All of this meant that the indigenous population was uprooted re­
peatedly to make way for land-hungry newcomers. The Indians fought
back, the more so as settler expansion entailed repeated violations of
ostensibly sacred and eternal agreements—as long as the sun would
shine and the waters run. The white man broke faith at will, while the
natives were slandered as "Indian givers." Here, too, technology made
the difference. Repeating weapons, batch- or mass-produced with
roughly interchangeable parts, multiplied the firepower of even small
numbers and made Indian resistance hopeless.

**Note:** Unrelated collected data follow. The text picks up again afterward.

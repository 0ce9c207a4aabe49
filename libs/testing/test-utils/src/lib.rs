//! Shared test utilities for domain testing
//!
//! - `TestDatabase`: PostgreSQL container with migrations applied (feature: "postgres")
//! - `TestDataBuilder`: deterministic test data generation (always available)
//! - `assertions`: custom assertion helpers (always available)
//!
//! ```rust,no_run
//! use test_utils::{TestDatabase, TestDataBuilder};
//!
//! #[tokio::test]
//! async fn my_postgres_test() {
//!     let db = TestDatabase::new().await;
//!     let builder = TestDataBuilder::from_test_name("my_test");
//!
//!     let store_id = db.create_test_store(builder.store_id(), &builder.name("store", "main")).await;
//! }
//! ```

use uuid::Uuid;

#[cfg(feature = "postgres")]
mod postgres;

#[cfg(feature = "postgres")]
pub use postgres::TestDatabase;

/// Builder for test data with deterministic randomization
///
/// Tests stay reproducible because every value derives from one seed.
pub struct TestDataBuilder {
    seed: u64,
}

impl TestDataBuilder {
    pub fn new(seed: u64) -> Self {
        Self { seed }
    }

    /// Create from test name (generates seed from test name hash)
    ///
    /// ```
    /// use test_utils::TestDataBuilder;
    ///
    /// let builder = TestDataBuilder::from_test_name("test_create_store");
    /// ```
    pub fn from_test_name(name: &str) -> Self {
        use std::collections::hash_map::DefaultHasher;
        use std::hash::{Hash, Hasher};

        let mut hasher = DefaultHasher::new();
        name.hash(&mut hasher);
        Self::new(hasher.finish())
    }

    /// Deterministic store id for this seed
    pub fn store_id(&self) -> Uuid {
        let bytes = self.seed.to_le_bytes();
        let mut uuid_bytes = [0u8; 16];
        uuid_bytes[..8].copy_from_slice(&bytes);
        uuid_bytes[8..16].copy_from_slice(&bytes);
        Uuid::from_bytes(uuid_bytes)
    }

    /// Generate a unique name for testing
    ///
    /// ```
    /// use test_utils::TestDataBuilder;
    ///
    /// let builder = TestDataBuilder::new(7);
    /// assert_eq!(builder.name("store", "main"), "test-store-7-main");
    /// ```
    pub fn name(&self, prefix: &str, suffix: &str) -> String {
        format!("test-{}-{}-{}", prefix, self.seed, suffix)
    }

    /// Deterministic price in the `0.00..=999.99` range
    pub fn price(&self) -> f64 {
        (self.seed % 100_000) as f64 / 100.0
    }
}

/// Test assertion helpers
pub mod assertions {
    use uuid::Uuid;

    /// Assert that two UUIDs are equal with a nice error message
    pub fn assert_uuid_eq(actual: Uuid, expected: Uuid, context: &str) {
        assert_eq!(
            actual, expected,
            "{}: expected UUID {}, got {}",
            context, expected, actual
        );
    }

    /// Assert that an optional value is Some
    pub fn assert_some<T>(value: Option<T>, context: &str) -> T {
        value.unwrap_or_else(|| panic!("{}: expected Some, got None", context))
    }

    /// Assert that a slug is lowercase ASCII words joined by single hyphens
    pub fn assert_slug(slug: &str) {
        assert!(!slug.is_empty(), "slug is empty");
        assert!(
            !slug.starts_with('-') && !slug.ends_with('-'),
            "slug {slug:?} has leading or trailing hyphen"
        );
        assert!(!slug.contains("--"), "slug {slug:?} has repeated hyphens");
        assert!(
            slug.chars()
                .all(|c| c.is_ascii_lowercase() || c.is_ascii_digit() || c == '-'),
            "slug {slug:?} has characters outside [a-z0-9-]"
        );
    }
}

#[cfg(test)]
mod tests {
    use super::*;

    #[test]
    fn test_data_builder_deterministic() {
        let builder1 = TestDataBuilder::new(42);
        let builder2 = TestDataBuilder::new(42);

        assert_eq!(builder1.store_id(), builder2.store_id());
        assert_eq!(builder1.name("store", "test"), builder2.name("store", "test"));
        assert_eq!(builder1.price(), builder2.price());
    }

    #[test]
    fn test_data_builder_from_name() {
        let builder1 = TestDataBuilder::from_test_name("my_test");
        let builder2 = TestDataBuilder::from_test_name("my_test");

        assert_eq!(builder1.store_id(), builder2.store_id());
    }

    #[test]
    fn test_data_builder_different_names() {
        let builder1 = TestDataBuilder::from_test_name("test1");
        let builder2 = TestDataBuilder::from_test_name("test2");

        assert_ne!(builder1.store_id(), builder2.store_id());
    }

    #[test]
    fn test_assert_slug_accepts_clean_slug() {
        assertions::assert_slug("corner-shop-42");
    }

    #[test]
    #[should_panic(expected = "repeated hyphens")]
    fn test_assert_slug_rejects_double_hyphen() {
        assertions::assert_slug("corner--shop");
    }
}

Of course, many Americans are sorry now, while Europeans invite
Indian chiefs to Paris and Zurich to recount the litany of white wrong­
doing. Hollywood films, once cowboy-and-Indian clichés, now re­
mind us and others of the misdeeds of the invaders. Meanwhile the
American government has fitfully tried to recompense the descendants
of the dispossessed, hiring economic historians to calculate the value of
native land at the time it was taken; and well-meaning people offer help
with the preservation and reinvention of "Native American" culture.
Some of these compensations have proved astonishingly lucrative: thus
newfound Indian rights to engage in gambling operations, often in
partnership with white businessmen. Casino revenge.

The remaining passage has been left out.